▸ Your goal:
Each time a line of the listing holds "gateway", copy that line.

═══ Provided data ═══

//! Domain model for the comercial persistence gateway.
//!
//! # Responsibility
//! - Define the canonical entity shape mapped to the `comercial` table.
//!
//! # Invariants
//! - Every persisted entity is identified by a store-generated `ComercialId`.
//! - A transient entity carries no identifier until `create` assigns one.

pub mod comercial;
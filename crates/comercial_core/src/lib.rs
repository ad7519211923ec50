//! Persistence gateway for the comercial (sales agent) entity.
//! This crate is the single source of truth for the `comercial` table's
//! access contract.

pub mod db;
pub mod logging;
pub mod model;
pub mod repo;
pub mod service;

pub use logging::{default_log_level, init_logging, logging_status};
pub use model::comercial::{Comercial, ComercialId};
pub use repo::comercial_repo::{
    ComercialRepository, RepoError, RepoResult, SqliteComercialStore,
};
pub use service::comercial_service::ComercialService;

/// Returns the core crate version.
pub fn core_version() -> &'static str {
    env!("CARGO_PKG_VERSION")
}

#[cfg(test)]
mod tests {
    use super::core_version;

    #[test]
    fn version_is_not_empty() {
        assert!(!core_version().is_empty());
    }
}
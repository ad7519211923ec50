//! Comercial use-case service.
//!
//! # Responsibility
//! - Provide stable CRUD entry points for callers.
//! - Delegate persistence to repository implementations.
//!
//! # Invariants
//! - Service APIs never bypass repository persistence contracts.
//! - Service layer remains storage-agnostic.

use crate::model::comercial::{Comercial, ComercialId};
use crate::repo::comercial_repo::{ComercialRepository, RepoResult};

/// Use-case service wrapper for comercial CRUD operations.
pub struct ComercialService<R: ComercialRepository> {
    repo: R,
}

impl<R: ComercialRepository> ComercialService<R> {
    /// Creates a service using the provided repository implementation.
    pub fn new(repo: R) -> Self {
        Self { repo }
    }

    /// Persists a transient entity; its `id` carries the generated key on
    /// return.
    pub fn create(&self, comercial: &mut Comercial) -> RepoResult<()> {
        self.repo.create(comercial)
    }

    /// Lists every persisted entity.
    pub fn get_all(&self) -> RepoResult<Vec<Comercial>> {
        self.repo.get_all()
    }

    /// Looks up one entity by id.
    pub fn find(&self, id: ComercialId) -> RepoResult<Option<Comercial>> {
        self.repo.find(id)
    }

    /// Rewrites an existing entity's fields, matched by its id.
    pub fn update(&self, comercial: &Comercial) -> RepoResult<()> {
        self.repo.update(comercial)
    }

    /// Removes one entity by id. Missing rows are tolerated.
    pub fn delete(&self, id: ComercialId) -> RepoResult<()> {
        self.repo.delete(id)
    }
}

═══

▸ Completed task:
//! Domain model for the comercial persistence gateway.
//! Persistence gateway for the comercial (sales agent) entity.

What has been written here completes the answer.